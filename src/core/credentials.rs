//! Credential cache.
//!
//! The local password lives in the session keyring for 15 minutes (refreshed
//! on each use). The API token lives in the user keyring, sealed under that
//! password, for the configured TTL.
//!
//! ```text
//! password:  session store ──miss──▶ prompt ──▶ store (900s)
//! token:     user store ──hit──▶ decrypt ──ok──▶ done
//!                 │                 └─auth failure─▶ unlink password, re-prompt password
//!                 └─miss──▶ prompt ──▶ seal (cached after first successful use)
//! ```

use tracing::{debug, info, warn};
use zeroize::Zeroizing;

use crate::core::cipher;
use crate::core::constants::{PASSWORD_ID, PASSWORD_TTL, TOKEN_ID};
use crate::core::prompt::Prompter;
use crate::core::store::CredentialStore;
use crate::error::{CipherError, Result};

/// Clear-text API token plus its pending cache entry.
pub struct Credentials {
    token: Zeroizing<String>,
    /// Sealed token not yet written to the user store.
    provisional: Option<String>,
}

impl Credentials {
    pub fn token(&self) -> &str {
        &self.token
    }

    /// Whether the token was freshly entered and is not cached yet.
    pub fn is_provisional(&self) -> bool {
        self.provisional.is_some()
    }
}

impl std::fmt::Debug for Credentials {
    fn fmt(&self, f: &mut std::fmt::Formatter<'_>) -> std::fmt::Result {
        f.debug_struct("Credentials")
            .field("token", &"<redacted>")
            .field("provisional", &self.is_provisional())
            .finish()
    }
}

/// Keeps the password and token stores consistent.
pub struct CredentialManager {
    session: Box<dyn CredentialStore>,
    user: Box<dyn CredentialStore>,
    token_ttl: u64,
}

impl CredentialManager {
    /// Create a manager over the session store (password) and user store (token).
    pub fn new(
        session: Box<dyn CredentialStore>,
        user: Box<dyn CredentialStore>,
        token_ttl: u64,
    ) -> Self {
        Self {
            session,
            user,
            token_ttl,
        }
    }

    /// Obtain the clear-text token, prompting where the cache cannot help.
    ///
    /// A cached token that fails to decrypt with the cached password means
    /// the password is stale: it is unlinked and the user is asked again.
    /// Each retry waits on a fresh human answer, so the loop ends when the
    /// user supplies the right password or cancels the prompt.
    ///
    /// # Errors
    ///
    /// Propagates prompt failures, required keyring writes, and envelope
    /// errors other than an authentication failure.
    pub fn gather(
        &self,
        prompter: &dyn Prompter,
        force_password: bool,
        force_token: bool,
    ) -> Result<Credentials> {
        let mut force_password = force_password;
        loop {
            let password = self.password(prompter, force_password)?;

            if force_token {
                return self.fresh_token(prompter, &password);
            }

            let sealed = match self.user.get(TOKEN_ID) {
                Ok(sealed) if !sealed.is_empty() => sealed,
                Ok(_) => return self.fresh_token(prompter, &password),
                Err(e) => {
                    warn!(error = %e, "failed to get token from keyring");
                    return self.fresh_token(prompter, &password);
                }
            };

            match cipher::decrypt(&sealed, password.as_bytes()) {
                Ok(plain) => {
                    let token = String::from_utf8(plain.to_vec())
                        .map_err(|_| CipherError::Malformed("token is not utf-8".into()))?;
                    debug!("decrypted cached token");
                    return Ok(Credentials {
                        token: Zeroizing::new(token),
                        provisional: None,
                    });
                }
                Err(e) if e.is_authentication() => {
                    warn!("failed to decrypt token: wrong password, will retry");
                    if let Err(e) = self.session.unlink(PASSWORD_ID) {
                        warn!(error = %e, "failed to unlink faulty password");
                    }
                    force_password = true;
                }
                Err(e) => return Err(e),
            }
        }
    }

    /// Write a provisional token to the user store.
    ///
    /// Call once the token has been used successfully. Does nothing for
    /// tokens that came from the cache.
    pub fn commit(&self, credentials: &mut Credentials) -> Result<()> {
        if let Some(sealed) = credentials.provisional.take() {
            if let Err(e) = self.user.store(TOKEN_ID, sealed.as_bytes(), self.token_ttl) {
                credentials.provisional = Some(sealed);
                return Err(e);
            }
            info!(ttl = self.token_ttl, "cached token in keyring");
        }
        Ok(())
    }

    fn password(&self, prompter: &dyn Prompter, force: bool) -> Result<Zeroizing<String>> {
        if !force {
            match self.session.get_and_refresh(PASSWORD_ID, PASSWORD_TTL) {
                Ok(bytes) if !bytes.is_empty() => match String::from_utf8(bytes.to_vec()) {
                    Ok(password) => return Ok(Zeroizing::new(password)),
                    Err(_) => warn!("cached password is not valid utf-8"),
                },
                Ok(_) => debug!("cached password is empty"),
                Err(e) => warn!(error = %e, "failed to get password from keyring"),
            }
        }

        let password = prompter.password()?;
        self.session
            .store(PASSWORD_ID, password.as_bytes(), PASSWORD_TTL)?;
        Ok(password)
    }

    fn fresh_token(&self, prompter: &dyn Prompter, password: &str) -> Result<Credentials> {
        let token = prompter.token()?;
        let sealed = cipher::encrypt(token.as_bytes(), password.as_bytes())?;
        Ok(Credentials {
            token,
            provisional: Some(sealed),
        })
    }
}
○ ○ ○ ○ ○
WHAT TO PRODUCE
The reply should be a precise retyping of all the data.

ANSWER TO THE PROBLEM
filename src/core/credentials.rs
//! Credential cache.
//!
//! The local password lives in the session keyring for 15 minutes (refreshed
//! on each use). The API token lives in the user keyring, sealed under that
//! password, for the configured TTL.
//!
//! ```text
//! password:  session store ──miss──▶ prompt ──▶ store (900s)
//! token:     user store ──hit──▶ decrypt ──ok──▶ done
//!                 │                 └─auth failure─▶ unlink password, re-prompt password
//!                 └─miss──▶ prompt ──▶ seal (cached after first successful use)
//! ```

use tracing::{debug, info, warn};
use zeroize::Zeroizing;

use crate::core::cipher;
use crate::core::constants::{PASSWORD_ID, PASSWORD_TTL, TOKEN_ID};
use crate::core::prompt::Prompter;
use crate::core::store::CredentialStore;
use crate::error::{CipherError, Result};

/// Clear-text API token plus its pending cache entry.
pub struct Credentials {
    token: Zeroizing<String>,
    /// Sealed token not yet written to the user store.
    provisional: Option<String>,
}

impl Credentials {
    pub fn token(&self) -> &str {
        &self.token
    }

    /// Whether the token was freshly entered and is not cached yet.
    pub fn is_provisional(&self) -> bool {
        self.provisional.is_some()
    }
}

impl std::fmt::Debug for Credentials {
    fn fmt(&self, f: &mut std::fmt::Formatter<'_>) -> std::fmt::Result {
        f.debug_struct("Credentials")
            .field("token", &"<redacted>")
            .field("provisional", &self.is_provisional())
            .finish()
    }
}

/// Keeps the password and token stores consistent.
pub struct CredentialManager {
    session: Box<dyn CredentialStore>,
    user: Box<dyn CredentialStore>,
    token_ttl: u64,
}

impl CredentialManager {
    /// Create a manager over the session store (password) and user store (token).
    pub fn new(
        session: Box<dyn CredentialStore>,
        user: Box<dyn CredentialStore>,
        token_ttl: u64,
    ) -> Self {
        Self {
            session,
            user,
            token_ttl,
        }
    }

    /// Obtain the clear-text token, prompting where the cache cannot help.
    ///
    /// A cached token that fails to decrypt with the cached password means
    /// the password is stale: it is unlinked and the user is asked again.
    /// Each retry waits on a fresh human answer, so the loop ends when the
    /// user supplies the right password or cancels the prompt.
    ///
    /// # Errors
    ///
    /// Propagates prompt failures, required keyring writes, and envelope
    /// errors other than an authentication failure.
    pub fn gather(
        &self,
        prompter: &dyn Prompter,
        force_password: bool,
        force_token: bool,
    ) -> Result<Credentials> {
        let mut force_password = force_password;
        loop {
            let password = self.password(prompter, force_password)?;

            if force_token {
                return self.fresh_token(prompter, &password);
            }

            let sealed = match self.user.get(TOKEN_ID) {
                Ok(sealed) if !sealed.is_empty() => sealed,
                Ok(_) => return self.fresh_token(prompter, &password),
                Err(e) => {
                    warn!(error = %e, "failed to get token from keyring");
                    return self.fresh_token(prompter, &password);
                }
            };

            match cipher::decrypt(&sealed, password.as_bytes()) {
                Ok(plain) => {
                    let token = String::from_utf8(plain.to_vec())
                        .map_err(|_| CipherError::Malformed("token is not utf-8".into()))?;
                    debug!("decrypted cached token");
                    return Ok(Credentials {
                        token: Zeroizing::new(token),
                        provisional: None,
                    });
                }
                Err(e) if e.is_authentication() => {
                    warn!("failed to decrypt token: wrong password, will retry");
                    if let Err(e) = self.session.unlink(PASSWORD_ID) {
                        warn!(error = %e, "failed to unlink faulty password");
                    }
                    force_password = true;
                }
                Err(e) => return Err(e),
            }
        }
    }

    /// Write a provisional token to the user store.
    ///
    /// Call once the token has been used successfully. Does nothing for
    /// tokens that came from the cache.
    pub fn commit(&self, credentials: &mut Credentials) -> Result<()> {
        if let Some(sealed) = credentials.provisional.take() {
            if let Err(e) = self.user.store(TOKEN_ID, sealed.as_bytes(), self.token_ttl) {
                credentials.provisional = Some(sealed);
                return Err(e);
            }
            info!(ttl = self.token_ttl, "cached token in keyring");
        }
        Ok(())
    }

    fn password(&self, prompter: &dyn Prompter, force: bool) -> Result<Zeroizing<String>> {
        if !force {
            match self.session.get_and_refresh(PASSWORD_ID, PASSWORD_TTL) {
                Ok(bytes) if !bytes.is_empty() => match String::from_utf8(bytes.to_vec()) {
                    Ok(password) => return Ok(Zeroizing::new(password)),
                    Err(_) => warn!("cached password is not valid utf-8"),
                },
                Ok(_) => debug!("cached password is empty"),
                Err(e) => warn!(error = %e, "failed to get password from keyring"),
            }
        }

        let password = prompter.password()?;
        self.session
            .store(PASSWORD_ID, password.as_bytes(), PASSWORD_TTL)?;
        Ok(password)
    }

    fn fresh_token(&self, prompter: &dyn Prompter, password: &str) -> Result<Credentials> {
        let token = prompter.token()?;
        let sealed = cipher::encrypt(token.as_bytes(), password.as_bytes())?;
        Ok(Credentials {
            token,
            provisional: Some(sealed),
        })
    }
}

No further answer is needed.